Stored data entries
========

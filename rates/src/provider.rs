//! Rate provider trait and the exchangerate-api implementation.

use async_trait::async_trait;
use chrono::{TimeZone, Utc};
use rust_decimal::Decimal;
use serde::Deserialize;
use std::collections::BTreeMap;
use std::time::Duration;
use tracing::{debug, instrument};

use crate::error::{RatesError, RatesResult};
use crate::publisher::RatePublication;

/// Trait for upstream sources of daily exchange rates.
#[async_trait]
pub trait RateProvider: Send + Sync {
    /// Get the provider name.
    fn name(&self) -> &str;

    /// Fetch the latest rates relative to `base`.
    async fn fetch_latest(&self, base: &str) -> RatesResult<RatePublication>;
}

/// Body of `GET /v6/{key}/latest/{base}`.
#[derive(Debug, Deserialize)]
struct LatestRatesResponse {
    result: String,
    #[serde(rename = "error-type")]
    error_type: Option<String>,
    base_code: Option<String>,
    time_last_update_unix: Option<i64>,
    conversion_rates: Option<BTreeMap<String, Decimal>>,
}

/// Parse a latest-rates response body into a publication.
pub fn parse_latest_response(body: &[u8]) -> RatesResult<RatePublication> {
    let response: LatestRatesResponse = serde_json::from_slice(body)?;

    if response.result != "success" {
        return Err(RatesError::Provider(
            response.error_type.unwrap_or(response.result),
        ));
    }

    let timestamp = response
        .time_last_update_unix
        .ok_or_else(|| RatesError::MalformedResponse("missing time_last_update_unix".into()))?;
    let last_updated = Utc
        .timestamp_opt(timestamp, 0)
        .single()
        .ok_or_else(|| RatesError::MalformedResponse(format!("bad timestamp {}", timestamp)))?;
    let conversion_rates = response
        .conversion_rates
        .ok_or_else(|| RatesError::MalformedResponse("missing conversion_rates".into()))?;

    let mut publication = RatePublication::new(last_updated, conversion_rates);
    if let Some(base) = response.base_code {
        publication.base = base;
    }
    Ok(publication)
}

/// Client for <https://www.exchangerate-api.com>.
pub struct ExchangeRateApiProvider {
    client: reqwest::Client,
    base_url: String,
    api_key: String,
}

impl ExchangeRateApiProvider {
    /// Create a provider with a request timeout.
    pub fn new(
        base_url: impl Into<String>,
        api_key: impl Into<String>,
        timeout: Duration,
    ) -> RatesResult<Self> {
        let client = reqwest::Client::builder().timeout(timeout).build()?;
        Ok(Self {
            client,
            base_url: base_url.into().trim_end_matches('/').to_string(),
            api_key: api_key.into(),
        })
    }

    fn latest_url(&self, base: &str) -> String {
        format!("{}/{}/latest/{}", self.base_url, self.api_key, base)
    }
}

#[async_trait]
impl RateProvider for ExchangeRateApiProvider {
    fn name(&self) -> &str {
        "exchangerate-api"
    }

    #[instrument(skip(self))]
    async fn fetch_latest(&self, base: &str) -> RatesResult<RatePublication> {
        let response = self.client.get(self.latest_url(base)).send().await?;

        let status = response.status();
        if !status.is_success() {
            return Err(RatesError::HttpStatus(status.as_u16()));
        }

        let body = response.bytes().await?;
        let publication = parse_latest_response(&body)?;

        debug!(
            rates = publication.conversion_rates.len(),
            last_updated = %publication.last_updated,
            "Fetched latest rates"
        );
        Ok(publication)
    }
}

/// Mock rate provider for testing.
#[cfg(any(test, feature = "test-utils"))]
pub struct MockRateProvider {
    name: String,
    rates: dashmap::DashMap<String, Decimal>,
    failure: parking_lot::Mutex<Option<u16>>,
    calls: std::sync::atomic::AtomicUsize,
}

#[cfg(any(test, feature = "test-utils"))]
impl MockRateProvider {
    /// Create a new mock provider.
    pub fn new(name: impl Into<String>) -> Self {
        Self {
            name: name.into(),
            rates: dashmap::DashMap::new(),
            failure: parking_lot::Mutex::new(None),
            calls: std::sync::atomic::AtomicUsize::new(0),
        }
    }

    /// Set the rate for a currency code.
    pub fn set_rate(&self, code: &str, rate: Decimal) {
        self.rates.insert(code.to_string(), rate);
    }

    /// Make every fetch fail with the given HTTP status, or succeed again.
    pub fn fail_with(&self, status: Option<u16>) {
        *self.failure.lock() = status;
    }

    /// Number of fetches attempted.
    pub fn calls(&self) -> usize {
        self.calls.load(std::sync::atomic::Ordering::SeqCst)
    }
}

#[cfg(any(test, feature = "test-utils"))]
#[async_trait]
impl RateProvider for MockRateProvider {
    fn name(&self) -> &str {
        &self.name
    }

    async fn fetch_latest(&self, base: &str) -> RatesResult<RatePublication> {
        self.calls.fetch_add(1, std::sync::atomic::Ordering::SeqCst);

        if let Some(status) = *self.failure.lock() {
            return Err(RatesError::HttpStatus(status));
        }

        let rates = self
            .rates
            .iter()
            .map(|entry| (entry.key().clone(), *entry.value()))
            .collect();
        let mut publication = RatePublication::new(Utc::now(), rates);
        publication.base = base.to_string();
        Ok(publication)
    }
}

========

Work task
Output the records above precisely.

Finished task
filename rates/src/provider.rs
//! Rate provider trait and the exchangerate-api implementation.

use async_trait::async_trait;
use chrono::{TimeZone, Utc};
use rust_decimal::Decimal;
use serde::Deserialize;
use std::collections::BTreeMap;
use std::time::Duration;
use tracing::{debug, instrument};

use crate::error::{RatesError, RatesResult};
use crate::publisher::RatePublication;

/// Trait for upstream sources of daily exchange rates.
#[async_trait]
pub trait RateProvider: Send + Sync {
    /// Get the provider name.
    fn name(&self) -> &str;

    /// Fetch the latest rates relative to `base`.
    async fn fetch_latest(&self, base: &str) -> RatesResult<RatePublication>;
}

/// Body of `GET /v6/{key}/latest/{base}`.
#[derive(Debug, Deserialize)]
struct LatestRatesResponse {
    result: String,
    #[serde(rename = "error-type")]
    error_type: Option<String>,
    base_code: Option<String>,
    time_last_update_unix: Option<i64>,
    conversion_rates: Option<BTreeMap<String, Decimal>>,
}

/// Parse a latest-rates response body into a publication.
pub fn parse_latest_response(body: &[u8]) -> RatesResult<RatePublication> {
    let response: LatestRatesResponse = serde_json::from_slice(body)?;

    if response.result != "success" {
        return Err(RatesError::Provider(
            response.error_type.unwrap_or(response.result),
        ));
    }

    let timestamp = response
        .time_last_update_unix
        .ok_or_else(|| RatesError::MalformedResponse("missing time_last_update_unix".into()))?;
    let last_updated = Utc
        .timestamp_opt(timestamp, 0)
        .single()
        .ok_or_else(|| RatesError::MalformedResponse(format!("bad timestamp {}", timestamp)))?;
    let conversion_rates = response
        .conversion_rates
        .ok_or_else(|| RatesError::MalformedResponse("missing conversion_rates".into()))?;

    let mut publication = RatePublication::new(last_updated, conversion_rates);
    if let Some(base) = response.base_code {
        publication.base = base;
    }
    Ok(publication)
}

/// Client for <https://www.exchangerate-api.com>.
pub struct ExchangeRateApiProvider {
    client: reqwest::Client,
    base_url: String,
    api_key: String,
}

impl ExchangeRateApiProvider {
    /// Create a provider with a request timeout.
    pub fn new(
        base_url: impl Into<String>,
        api_key: impl Into<String>,
        timeout: Duration,
    ) -> RatesResult<Self> {
        let client = reqwest::Client::builder().timeout(timeout).build()?;
        Ok(Self {
            client,
            base_url: base_url.into().trim_end_matches('/').to_string(),
            api_key: api_key.into(),
        })
    }

    fn latest_url(&self, base: &str) -> String {
        format!("{}/{}/latest/{}", self.base_url, self.api_key, base)
    }
}

#[async_trait]
impl RateProvider for ExchangeRateApiProvider {
    fn name(&self) -> &str {
        "exchangerate-api"
    }

    #[instrument(skip(self))]
    async fn fetch_latest(&self, base: &str) -> RatesResult<RatePublication> {
        let response = self.client.get(self.latest_url(base)).send().await?;

        let status = response.status();
        if !status.is_success() {
            return Err(RatesError::HttpStatus(status.as_u16()));
        }

        let body = response.bytes().await?;
        let publication = parse_latest_response(&body)?;

        debug!(
            rates = publication.conversion_rates.len(),
            last_updated = %publication.last_updated,
            "Fetched latest rates"
        );
        Ok(publication)
    }
}

/// Mock rate provider for testing.
#[cfg(any(test, feature = "test-utils"))]
pub struct MockRateProvider {
    name: String,
    rates: dashmap::DashMap<String, Decimal>,
    failure: parking_lot::Mutex<Option<u16>>,
    calls: std::sync::atomic::AtomicUsize,
}

#[cfg(any(test, feature = "test-utils"))]
impl MockRateProvider {
    /// Create a new mock provider.
    pub fn new(name: impl Into<String>) -> Self {
        Self {
            name: name.into(),
            rates: dashmap::DashMap::new(),
            failure: parking_lot::Mutex::new(None),
            calls: std::sync::atomic::AtomicUsize::new(0),
        }
    }

    /// Set the rate for a currency code.
    pub fn set_rate(&self, code: &str, rate: Decimal) {
        self.rates.insert(code.to_string(), rate);
    }

    /// Make every fetch fail with the given HTTP status, or succeed again.
    pub fn fail_with(&self, status: Option<u16>) {
        *self.failure.lock() = status;
    }

    /// Number of fetches attempted.
    pub fn calls(&self) -> usize {
        self.calls.load(std::sync::atomic::Ordering::SeqCst)
    }
}

#[cfg(any(test, feature = "test-utils"))]
#[async_trait]
impl RateProvider for MockRateProvider {
    fn name(&self) -> &str {
        &self.name
    }

    async fn fetch_latest(&self, base: &str) -> RatesResult<RatePublication> {
        self.calls.fetch_add(1, std::sync::atomic::Ordering::SeqCst);

        if let Some(status) = *self.failure.lock() {
            return Err(RatesError::HttpStatus(status));
        }

        let rates = self
            .rates
            .iter()
            .map(|entry| (entry.key().clone(), *entry.value()))
            .collect();
        let mut publication = RatePublication::new(Utc::now(), rates);
        publication.base = base.to_string();
        Ok(publication)
    }
}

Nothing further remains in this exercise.